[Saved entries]
▼

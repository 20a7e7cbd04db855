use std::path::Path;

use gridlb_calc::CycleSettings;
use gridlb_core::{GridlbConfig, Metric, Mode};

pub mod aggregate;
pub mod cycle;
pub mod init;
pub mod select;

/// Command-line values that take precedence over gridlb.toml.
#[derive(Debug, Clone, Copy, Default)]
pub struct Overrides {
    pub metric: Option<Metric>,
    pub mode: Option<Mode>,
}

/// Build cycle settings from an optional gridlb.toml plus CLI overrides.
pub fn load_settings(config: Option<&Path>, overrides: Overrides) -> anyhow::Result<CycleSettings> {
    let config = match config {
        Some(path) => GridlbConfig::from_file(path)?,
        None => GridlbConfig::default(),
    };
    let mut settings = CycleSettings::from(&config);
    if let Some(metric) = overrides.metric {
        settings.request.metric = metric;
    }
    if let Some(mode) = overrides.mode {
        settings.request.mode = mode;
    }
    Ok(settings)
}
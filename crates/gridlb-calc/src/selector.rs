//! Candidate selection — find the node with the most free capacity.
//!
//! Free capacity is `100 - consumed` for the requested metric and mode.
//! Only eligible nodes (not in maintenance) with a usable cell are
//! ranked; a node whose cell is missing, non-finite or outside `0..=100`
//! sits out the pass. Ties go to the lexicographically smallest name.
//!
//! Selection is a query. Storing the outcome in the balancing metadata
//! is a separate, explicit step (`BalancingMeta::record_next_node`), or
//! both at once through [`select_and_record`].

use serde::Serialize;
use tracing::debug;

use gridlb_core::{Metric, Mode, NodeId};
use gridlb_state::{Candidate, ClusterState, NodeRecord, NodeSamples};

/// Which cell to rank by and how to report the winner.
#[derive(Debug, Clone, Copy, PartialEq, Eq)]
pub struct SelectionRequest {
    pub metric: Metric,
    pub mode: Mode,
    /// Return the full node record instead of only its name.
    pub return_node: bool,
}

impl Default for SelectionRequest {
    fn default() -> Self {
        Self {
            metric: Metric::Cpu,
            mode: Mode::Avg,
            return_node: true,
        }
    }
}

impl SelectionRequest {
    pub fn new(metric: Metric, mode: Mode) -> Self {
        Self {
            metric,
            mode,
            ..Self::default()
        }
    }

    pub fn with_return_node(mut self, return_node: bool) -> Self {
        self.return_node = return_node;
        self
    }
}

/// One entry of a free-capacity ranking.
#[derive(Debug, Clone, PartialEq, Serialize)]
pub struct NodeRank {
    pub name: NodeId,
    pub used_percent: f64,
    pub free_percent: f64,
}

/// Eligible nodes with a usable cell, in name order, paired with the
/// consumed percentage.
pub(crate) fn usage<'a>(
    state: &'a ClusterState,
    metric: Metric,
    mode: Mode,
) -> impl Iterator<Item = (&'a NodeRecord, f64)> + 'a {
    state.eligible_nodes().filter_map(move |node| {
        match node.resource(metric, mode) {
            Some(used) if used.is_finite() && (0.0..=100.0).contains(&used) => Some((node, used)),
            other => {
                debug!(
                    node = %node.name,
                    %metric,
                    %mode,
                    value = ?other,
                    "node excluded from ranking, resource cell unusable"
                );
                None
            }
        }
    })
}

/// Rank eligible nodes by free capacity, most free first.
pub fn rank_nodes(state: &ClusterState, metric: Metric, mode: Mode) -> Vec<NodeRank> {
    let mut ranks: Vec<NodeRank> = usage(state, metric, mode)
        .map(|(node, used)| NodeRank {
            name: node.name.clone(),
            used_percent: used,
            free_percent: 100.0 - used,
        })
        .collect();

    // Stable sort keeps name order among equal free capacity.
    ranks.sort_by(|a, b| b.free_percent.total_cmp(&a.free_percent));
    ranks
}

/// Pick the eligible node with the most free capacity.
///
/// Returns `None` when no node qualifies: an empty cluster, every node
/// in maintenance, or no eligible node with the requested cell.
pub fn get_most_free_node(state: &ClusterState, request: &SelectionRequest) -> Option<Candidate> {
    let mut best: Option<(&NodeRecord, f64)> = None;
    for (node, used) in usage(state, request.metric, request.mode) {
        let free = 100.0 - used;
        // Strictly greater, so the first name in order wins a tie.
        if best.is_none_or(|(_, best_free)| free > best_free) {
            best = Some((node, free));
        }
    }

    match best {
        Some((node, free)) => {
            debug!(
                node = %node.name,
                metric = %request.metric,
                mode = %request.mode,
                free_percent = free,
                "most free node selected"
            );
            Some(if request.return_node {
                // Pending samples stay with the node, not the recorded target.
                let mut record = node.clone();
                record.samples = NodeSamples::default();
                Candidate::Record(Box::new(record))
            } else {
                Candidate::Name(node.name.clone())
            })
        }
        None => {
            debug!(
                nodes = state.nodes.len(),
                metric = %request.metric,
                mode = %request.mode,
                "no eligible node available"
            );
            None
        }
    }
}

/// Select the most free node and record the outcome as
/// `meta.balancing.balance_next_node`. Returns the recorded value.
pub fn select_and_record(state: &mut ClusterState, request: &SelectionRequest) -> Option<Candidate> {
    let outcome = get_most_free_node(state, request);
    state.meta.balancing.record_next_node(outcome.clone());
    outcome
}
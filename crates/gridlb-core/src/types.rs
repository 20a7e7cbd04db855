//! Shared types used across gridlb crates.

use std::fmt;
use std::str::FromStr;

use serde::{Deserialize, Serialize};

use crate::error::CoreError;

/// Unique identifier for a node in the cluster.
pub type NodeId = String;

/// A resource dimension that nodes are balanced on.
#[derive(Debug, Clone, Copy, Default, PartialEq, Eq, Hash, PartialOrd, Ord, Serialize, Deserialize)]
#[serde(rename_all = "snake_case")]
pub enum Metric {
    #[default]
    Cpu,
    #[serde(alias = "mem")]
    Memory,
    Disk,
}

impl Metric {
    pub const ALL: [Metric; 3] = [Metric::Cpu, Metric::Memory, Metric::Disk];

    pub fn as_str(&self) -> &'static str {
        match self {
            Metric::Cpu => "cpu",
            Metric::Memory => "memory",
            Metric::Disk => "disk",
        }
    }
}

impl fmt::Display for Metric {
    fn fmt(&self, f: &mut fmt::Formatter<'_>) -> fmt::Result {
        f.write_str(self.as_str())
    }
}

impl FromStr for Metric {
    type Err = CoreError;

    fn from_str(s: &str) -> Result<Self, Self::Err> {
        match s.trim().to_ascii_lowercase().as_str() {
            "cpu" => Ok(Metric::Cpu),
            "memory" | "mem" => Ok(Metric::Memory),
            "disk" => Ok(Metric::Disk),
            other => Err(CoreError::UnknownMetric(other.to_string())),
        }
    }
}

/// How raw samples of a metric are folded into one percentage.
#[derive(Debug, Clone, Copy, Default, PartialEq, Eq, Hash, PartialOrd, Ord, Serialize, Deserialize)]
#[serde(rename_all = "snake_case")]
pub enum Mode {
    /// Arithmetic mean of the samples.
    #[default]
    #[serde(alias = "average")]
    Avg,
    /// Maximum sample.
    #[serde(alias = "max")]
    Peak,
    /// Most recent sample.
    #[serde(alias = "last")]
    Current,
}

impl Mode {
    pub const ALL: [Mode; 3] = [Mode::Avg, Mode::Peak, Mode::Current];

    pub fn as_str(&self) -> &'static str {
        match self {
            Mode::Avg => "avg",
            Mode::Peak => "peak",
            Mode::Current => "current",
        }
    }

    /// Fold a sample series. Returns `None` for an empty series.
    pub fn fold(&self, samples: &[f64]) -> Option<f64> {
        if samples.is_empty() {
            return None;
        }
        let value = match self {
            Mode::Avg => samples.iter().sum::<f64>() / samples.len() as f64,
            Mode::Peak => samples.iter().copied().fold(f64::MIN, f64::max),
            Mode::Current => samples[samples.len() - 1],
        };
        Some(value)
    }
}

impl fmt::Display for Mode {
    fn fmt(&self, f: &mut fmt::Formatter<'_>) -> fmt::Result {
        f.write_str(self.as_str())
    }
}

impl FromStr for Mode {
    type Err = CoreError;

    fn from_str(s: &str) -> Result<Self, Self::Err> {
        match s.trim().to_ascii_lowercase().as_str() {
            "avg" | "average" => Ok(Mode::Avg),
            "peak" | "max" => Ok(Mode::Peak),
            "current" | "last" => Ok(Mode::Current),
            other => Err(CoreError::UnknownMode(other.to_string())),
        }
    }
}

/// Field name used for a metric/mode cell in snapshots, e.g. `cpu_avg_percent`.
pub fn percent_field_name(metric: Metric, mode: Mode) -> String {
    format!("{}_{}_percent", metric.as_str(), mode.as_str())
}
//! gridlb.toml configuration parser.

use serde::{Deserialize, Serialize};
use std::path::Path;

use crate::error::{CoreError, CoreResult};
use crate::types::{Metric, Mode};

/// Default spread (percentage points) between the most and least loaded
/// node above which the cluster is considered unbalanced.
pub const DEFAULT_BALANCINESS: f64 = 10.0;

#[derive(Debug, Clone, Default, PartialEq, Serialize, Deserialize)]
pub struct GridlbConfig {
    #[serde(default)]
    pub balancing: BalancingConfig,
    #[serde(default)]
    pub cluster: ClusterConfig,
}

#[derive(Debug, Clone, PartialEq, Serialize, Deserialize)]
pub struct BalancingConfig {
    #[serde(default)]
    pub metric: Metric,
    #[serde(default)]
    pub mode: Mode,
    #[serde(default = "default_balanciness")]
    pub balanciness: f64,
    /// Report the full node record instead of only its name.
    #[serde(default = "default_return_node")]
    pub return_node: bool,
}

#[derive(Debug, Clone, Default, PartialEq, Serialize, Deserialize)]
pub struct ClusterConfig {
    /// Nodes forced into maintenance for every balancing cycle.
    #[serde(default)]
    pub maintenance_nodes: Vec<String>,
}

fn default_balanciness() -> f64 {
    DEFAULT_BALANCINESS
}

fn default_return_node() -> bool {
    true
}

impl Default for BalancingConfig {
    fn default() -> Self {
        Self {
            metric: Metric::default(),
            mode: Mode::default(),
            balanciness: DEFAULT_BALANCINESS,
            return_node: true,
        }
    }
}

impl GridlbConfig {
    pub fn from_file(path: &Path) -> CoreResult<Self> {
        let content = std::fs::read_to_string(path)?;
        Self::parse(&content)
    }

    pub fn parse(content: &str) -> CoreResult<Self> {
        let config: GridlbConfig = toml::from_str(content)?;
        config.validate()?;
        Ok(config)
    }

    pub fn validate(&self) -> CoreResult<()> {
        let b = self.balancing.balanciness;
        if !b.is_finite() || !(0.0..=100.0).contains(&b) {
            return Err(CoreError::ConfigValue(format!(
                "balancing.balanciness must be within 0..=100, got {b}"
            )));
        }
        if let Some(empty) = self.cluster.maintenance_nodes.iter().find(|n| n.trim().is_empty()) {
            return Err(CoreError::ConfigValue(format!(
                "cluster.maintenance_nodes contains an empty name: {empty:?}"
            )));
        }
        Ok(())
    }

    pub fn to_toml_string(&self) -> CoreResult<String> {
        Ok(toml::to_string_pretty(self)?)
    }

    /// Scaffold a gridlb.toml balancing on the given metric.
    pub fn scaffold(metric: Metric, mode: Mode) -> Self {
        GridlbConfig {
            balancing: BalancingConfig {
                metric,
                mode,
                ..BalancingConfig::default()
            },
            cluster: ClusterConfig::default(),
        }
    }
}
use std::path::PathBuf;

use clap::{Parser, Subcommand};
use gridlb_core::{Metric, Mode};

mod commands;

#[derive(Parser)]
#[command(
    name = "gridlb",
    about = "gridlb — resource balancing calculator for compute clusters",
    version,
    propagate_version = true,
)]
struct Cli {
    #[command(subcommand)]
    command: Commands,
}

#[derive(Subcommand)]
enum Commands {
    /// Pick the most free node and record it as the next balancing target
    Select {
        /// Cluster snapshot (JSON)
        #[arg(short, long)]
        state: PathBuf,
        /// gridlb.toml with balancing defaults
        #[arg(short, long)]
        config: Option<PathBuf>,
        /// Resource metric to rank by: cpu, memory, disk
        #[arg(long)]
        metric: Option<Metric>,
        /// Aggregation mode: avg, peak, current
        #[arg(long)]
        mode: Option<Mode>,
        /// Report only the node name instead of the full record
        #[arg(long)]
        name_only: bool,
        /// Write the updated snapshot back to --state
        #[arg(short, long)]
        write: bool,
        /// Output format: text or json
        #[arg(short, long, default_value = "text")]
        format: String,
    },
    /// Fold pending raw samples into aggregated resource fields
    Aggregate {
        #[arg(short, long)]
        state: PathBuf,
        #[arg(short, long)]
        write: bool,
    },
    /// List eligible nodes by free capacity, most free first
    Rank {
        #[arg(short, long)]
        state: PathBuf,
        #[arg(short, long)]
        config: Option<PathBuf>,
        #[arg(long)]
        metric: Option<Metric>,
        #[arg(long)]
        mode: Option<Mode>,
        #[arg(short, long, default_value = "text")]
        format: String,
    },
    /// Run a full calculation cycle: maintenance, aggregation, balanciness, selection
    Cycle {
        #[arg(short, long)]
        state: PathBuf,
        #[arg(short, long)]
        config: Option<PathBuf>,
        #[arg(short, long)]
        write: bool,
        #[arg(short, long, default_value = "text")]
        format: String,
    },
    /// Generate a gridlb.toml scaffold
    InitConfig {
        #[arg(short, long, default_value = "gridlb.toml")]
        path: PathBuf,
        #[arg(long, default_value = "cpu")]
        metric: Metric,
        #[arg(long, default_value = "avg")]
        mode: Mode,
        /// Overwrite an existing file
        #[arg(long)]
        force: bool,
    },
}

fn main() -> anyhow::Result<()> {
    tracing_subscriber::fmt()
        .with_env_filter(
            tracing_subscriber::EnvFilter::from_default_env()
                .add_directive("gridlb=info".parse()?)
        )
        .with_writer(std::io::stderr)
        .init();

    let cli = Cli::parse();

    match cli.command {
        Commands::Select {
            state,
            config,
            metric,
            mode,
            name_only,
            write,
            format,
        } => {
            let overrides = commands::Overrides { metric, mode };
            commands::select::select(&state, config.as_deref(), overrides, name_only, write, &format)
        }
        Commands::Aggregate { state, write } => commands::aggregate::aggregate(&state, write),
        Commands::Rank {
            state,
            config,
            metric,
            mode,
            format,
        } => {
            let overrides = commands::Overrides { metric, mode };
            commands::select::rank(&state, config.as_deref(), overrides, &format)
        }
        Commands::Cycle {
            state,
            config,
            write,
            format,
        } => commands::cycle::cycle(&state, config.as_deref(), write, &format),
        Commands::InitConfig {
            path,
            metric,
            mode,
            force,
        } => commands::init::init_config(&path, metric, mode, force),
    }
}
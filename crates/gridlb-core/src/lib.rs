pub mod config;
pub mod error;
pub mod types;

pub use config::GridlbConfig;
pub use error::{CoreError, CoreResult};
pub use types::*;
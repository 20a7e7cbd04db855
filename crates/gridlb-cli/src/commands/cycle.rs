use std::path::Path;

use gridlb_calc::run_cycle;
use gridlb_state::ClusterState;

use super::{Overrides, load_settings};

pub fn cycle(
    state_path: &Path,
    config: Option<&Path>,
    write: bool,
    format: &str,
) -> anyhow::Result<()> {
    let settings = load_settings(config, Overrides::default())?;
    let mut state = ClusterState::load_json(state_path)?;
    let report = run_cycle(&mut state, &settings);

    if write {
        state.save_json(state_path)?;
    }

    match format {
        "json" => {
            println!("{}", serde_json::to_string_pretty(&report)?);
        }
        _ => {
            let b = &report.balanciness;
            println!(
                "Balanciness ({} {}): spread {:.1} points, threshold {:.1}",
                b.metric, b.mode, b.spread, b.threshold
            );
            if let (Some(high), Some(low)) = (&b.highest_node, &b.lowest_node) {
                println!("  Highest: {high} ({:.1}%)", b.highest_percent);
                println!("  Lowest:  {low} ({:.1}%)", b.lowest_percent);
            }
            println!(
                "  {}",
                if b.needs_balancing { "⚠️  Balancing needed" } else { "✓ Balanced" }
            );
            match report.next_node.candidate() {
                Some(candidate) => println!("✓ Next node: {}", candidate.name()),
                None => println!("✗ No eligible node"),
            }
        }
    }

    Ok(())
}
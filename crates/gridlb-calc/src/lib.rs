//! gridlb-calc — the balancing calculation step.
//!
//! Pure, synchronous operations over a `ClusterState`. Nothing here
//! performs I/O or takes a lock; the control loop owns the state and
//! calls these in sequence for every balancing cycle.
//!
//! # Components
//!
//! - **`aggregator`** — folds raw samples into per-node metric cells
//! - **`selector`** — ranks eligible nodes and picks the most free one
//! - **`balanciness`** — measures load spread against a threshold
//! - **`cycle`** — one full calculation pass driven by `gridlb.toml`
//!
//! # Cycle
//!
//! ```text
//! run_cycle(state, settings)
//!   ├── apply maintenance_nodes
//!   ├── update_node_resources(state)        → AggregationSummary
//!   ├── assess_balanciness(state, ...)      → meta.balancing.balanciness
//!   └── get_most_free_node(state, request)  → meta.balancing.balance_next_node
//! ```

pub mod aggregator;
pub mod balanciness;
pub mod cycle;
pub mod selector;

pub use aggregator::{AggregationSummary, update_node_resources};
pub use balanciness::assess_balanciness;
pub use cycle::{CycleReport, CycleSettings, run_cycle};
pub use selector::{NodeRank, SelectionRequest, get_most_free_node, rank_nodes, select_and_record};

▲

▶ **WORK ORDER**: Where does the word "NodeSamples" occur in the records? Return every line that holds it.

▶ **SOLUTION FOR THIS PROBLEM**:
use gridlb_state::{Candidate, ClusterState, NodeRecord, NodeSamples};
                record.samples = NodeSamples::default();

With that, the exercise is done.